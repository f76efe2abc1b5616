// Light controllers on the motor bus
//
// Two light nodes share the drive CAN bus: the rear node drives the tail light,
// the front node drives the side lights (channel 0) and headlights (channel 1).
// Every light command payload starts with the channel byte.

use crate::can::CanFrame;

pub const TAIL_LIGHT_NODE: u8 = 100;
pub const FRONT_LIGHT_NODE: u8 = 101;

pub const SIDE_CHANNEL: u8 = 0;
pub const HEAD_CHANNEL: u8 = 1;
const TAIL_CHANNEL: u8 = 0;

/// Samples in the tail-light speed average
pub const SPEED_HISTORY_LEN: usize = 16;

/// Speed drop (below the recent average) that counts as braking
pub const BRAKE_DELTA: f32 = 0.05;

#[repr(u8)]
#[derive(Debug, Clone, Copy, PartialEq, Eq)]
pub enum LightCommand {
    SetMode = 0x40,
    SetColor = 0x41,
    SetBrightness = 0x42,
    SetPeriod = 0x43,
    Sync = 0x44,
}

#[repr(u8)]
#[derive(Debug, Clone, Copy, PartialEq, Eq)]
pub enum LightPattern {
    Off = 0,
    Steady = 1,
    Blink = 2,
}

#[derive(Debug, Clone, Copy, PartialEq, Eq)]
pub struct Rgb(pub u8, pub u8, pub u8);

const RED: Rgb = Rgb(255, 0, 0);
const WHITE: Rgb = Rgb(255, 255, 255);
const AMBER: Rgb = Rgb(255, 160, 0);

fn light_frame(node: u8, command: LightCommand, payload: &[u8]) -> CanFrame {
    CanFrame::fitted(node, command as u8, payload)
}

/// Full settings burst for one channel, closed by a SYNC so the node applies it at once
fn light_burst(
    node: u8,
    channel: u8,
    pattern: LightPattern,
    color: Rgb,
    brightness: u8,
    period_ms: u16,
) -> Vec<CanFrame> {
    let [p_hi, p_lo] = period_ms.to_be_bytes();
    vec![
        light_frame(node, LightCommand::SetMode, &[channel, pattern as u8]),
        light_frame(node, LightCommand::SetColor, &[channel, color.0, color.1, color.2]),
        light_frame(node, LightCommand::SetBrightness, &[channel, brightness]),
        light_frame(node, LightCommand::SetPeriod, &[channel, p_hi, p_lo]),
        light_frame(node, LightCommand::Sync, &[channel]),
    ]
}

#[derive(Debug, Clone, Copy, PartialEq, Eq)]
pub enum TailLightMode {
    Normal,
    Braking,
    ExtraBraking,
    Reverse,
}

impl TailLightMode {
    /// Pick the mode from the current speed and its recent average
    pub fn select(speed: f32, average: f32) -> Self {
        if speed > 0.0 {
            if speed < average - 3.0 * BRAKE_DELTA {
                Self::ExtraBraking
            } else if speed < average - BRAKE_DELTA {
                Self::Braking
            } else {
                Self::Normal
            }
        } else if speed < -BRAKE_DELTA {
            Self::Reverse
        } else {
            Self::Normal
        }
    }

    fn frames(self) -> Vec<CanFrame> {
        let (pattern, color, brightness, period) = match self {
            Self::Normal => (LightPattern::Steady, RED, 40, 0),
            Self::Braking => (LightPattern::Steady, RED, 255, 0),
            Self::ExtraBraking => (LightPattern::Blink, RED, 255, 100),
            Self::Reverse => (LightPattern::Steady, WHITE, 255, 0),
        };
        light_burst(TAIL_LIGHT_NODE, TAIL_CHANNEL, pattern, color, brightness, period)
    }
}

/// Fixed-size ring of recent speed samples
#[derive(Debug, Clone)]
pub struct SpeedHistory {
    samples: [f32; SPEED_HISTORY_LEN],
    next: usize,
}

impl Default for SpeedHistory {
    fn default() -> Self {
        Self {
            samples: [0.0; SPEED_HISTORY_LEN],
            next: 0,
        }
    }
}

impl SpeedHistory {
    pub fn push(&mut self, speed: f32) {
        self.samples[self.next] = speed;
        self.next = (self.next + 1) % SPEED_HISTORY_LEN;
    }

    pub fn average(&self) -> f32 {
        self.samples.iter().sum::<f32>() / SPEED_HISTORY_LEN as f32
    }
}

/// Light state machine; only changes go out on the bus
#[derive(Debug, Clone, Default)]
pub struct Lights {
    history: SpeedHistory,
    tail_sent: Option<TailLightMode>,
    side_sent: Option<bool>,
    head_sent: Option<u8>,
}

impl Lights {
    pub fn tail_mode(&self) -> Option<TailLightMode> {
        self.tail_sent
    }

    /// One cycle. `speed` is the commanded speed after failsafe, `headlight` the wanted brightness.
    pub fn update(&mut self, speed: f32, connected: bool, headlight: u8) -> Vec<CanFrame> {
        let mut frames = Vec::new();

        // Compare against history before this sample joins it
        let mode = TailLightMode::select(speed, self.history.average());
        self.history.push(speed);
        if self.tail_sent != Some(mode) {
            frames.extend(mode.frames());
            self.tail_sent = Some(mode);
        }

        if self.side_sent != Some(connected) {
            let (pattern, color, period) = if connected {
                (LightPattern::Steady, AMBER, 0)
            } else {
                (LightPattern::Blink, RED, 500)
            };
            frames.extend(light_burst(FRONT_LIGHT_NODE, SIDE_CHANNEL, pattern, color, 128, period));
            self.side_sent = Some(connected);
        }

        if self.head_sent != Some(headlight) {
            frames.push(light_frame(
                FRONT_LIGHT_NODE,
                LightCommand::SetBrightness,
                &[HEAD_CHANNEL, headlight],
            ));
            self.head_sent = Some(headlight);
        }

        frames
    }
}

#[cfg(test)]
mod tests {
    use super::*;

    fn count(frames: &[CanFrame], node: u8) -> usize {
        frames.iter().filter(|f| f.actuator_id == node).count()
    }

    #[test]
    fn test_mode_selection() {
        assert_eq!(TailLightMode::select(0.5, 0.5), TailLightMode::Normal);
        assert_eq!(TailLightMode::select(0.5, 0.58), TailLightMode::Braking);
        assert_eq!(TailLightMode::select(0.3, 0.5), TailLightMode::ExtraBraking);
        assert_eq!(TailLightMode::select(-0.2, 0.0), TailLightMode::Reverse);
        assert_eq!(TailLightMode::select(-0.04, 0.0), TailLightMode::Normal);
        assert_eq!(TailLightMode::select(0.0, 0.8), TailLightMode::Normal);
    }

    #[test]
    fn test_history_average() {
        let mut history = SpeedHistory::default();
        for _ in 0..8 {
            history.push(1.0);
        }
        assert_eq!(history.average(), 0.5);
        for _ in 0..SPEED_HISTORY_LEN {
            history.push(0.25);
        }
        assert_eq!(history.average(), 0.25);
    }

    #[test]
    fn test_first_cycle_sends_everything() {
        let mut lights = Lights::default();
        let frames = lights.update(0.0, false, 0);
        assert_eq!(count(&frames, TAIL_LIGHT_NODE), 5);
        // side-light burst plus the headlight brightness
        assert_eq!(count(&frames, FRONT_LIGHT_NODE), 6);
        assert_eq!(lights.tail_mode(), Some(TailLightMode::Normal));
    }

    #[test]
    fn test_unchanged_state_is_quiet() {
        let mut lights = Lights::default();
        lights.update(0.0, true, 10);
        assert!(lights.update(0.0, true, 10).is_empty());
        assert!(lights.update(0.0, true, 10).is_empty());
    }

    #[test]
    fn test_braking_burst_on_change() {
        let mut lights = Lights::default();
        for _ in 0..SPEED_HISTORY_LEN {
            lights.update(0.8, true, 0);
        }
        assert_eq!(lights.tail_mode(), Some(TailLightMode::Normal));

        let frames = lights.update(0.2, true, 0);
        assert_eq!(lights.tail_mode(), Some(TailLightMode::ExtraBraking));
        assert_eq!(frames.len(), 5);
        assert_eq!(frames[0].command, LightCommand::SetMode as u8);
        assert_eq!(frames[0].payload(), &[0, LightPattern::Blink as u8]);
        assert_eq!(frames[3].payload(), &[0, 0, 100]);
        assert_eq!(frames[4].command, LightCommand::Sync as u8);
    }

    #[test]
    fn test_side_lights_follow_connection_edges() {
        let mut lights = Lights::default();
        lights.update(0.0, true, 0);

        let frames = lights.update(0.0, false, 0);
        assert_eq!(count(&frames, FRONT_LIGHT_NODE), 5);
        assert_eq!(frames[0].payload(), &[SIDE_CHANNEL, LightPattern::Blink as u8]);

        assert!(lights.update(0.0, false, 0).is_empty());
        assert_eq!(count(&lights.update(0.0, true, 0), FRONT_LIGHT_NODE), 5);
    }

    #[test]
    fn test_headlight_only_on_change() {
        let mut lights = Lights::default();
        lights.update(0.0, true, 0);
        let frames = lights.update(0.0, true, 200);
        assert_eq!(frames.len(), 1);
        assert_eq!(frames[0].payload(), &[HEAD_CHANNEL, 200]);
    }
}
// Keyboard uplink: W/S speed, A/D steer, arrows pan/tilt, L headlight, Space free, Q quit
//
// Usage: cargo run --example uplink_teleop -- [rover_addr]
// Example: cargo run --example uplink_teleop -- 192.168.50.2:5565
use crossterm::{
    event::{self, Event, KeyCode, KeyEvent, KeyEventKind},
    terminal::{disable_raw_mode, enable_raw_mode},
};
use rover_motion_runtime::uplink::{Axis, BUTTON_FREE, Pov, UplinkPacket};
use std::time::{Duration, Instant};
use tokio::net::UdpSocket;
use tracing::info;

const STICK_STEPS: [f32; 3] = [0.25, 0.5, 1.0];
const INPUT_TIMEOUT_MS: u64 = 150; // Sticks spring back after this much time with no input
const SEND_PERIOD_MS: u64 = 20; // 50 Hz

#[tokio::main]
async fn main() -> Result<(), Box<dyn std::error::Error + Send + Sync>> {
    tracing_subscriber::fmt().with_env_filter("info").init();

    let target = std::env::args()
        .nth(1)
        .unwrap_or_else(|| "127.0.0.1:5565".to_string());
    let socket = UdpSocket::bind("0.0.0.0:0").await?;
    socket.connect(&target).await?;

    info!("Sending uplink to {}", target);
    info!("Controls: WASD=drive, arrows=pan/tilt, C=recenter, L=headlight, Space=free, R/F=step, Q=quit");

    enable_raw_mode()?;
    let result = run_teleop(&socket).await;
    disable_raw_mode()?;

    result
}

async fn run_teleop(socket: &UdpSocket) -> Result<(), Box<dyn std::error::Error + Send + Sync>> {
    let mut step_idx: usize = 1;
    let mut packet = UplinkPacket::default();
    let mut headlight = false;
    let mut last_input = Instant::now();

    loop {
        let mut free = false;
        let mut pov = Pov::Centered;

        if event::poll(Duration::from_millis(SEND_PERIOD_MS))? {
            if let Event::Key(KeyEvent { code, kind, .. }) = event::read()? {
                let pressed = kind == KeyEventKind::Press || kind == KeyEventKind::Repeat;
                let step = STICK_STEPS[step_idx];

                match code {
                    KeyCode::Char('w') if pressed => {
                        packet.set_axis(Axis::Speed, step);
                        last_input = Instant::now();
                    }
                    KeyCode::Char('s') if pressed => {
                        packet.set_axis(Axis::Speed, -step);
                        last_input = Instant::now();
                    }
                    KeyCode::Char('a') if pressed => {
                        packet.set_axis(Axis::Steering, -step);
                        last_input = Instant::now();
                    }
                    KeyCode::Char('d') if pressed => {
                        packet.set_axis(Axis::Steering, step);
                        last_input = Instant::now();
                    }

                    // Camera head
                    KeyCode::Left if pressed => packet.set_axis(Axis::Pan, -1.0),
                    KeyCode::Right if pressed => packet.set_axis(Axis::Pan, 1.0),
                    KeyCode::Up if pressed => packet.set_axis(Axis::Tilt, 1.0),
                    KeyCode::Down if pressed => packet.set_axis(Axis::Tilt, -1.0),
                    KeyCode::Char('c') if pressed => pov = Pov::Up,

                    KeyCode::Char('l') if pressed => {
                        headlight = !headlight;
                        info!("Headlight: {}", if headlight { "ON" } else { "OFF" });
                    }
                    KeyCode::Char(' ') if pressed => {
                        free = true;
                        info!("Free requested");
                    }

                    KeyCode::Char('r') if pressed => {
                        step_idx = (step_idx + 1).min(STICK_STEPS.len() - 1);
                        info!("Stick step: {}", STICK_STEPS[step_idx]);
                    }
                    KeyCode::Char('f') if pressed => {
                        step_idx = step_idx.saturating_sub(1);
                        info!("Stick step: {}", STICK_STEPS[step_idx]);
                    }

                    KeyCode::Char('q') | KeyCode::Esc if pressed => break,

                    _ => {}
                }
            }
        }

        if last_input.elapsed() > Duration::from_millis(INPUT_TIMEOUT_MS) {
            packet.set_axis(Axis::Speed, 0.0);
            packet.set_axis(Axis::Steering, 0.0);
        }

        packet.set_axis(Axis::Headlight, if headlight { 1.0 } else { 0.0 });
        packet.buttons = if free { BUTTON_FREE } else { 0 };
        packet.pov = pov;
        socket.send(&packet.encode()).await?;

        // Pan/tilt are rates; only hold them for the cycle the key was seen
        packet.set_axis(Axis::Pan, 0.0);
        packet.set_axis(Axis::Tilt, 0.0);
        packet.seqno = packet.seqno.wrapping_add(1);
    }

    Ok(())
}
* * *
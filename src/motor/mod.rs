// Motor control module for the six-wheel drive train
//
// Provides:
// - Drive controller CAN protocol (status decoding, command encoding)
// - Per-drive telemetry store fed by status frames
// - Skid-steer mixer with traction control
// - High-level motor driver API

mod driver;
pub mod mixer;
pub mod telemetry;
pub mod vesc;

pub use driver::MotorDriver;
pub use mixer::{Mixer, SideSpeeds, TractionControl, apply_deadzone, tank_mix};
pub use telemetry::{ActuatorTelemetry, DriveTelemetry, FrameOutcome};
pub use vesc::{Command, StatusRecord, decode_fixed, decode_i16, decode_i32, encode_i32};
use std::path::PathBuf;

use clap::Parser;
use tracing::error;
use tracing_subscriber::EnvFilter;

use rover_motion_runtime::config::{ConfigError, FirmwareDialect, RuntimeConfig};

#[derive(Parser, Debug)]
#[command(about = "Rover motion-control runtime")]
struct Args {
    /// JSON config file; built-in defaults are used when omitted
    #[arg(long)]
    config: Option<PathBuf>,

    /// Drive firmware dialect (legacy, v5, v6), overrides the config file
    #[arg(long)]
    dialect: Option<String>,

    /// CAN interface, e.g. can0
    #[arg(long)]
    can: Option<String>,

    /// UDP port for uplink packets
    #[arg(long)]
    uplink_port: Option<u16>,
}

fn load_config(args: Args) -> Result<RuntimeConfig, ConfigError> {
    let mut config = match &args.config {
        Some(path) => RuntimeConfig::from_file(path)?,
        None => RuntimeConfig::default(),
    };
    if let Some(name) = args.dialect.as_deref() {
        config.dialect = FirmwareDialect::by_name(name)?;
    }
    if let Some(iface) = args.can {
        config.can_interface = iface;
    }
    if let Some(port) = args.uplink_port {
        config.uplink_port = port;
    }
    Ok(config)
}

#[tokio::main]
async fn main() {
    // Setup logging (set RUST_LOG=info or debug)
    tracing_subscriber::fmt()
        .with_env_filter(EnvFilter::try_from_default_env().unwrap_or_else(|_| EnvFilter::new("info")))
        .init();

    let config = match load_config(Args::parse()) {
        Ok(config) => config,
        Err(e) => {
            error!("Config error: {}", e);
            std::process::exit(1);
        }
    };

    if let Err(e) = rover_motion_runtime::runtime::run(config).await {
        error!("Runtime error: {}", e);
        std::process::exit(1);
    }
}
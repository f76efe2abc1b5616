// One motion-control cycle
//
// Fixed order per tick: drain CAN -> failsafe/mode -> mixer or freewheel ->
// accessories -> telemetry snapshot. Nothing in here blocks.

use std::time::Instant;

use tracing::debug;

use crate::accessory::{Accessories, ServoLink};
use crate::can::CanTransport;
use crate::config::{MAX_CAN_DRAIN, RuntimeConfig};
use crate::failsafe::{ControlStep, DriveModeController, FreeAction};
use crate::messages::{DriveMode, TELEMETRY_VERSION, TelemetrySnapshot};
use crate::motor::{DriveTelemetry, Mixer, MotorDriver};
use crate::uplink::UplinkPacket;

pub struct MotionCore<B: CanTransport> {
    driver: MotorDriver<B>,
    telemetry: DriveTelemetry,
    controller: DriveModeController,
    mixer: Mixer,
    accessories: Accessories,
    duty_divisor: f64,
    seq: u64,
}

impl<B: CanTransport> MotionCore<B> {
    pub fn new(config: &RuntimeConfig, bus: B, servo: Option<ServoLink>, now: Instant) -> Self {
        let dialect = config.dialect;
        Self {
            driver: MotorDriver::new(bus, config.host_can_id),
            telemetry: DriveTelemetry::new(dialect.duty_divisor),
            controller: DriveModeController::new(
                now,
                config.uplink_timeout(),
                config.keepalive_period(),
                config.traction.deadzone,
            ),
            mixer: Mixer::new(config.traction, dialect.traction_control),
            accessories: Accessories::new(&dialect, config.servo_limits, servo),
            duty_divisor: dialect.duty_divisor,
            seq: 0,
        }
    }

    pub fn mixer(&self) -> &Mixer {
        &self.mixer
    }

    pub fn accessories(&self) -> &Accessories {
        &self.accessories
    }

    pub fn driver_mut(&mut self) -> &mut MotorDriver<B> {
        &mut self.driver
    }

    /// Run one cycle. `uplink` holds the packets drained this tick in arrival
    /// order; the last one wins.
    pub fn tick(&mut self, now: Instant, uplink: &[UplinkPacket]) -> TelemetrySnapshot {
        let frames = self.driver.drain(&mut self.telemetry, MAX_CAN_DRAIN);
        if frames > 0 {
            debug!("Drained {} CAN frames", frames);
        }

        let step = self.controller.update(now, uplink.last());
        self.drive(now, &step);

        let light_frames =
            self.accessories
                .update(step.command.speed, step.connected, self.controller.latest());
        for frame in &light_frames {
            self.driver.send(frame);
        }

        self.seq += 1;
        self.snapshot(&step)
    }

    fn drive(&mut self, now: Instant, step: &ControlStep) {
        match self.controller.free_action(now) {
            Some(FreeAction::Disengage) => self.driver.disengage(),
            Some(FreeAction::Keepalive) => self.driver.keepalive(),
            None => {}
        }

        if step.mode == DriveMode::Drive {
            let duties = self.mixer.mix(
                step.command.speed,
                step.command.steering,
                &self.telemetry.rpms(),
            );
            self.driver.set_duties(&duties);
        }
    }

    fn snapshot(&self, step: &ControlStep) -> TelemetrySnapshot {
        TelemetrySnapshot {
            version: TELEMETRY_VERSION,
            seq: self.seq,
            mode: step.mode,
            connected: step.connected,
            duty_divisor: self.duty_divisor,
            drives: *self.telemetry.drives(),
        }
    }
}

WHAT IS NEEDED:
Pull every line with the string "KeyEventKind" out of the material.

WRITTEN ANSWER:
    event::{self, Event, KeyCode, KeyEvent, KeyEventKind},
                let pressed = kind == KeyEventKind::Press || kind == KeyEventKind::Repeat;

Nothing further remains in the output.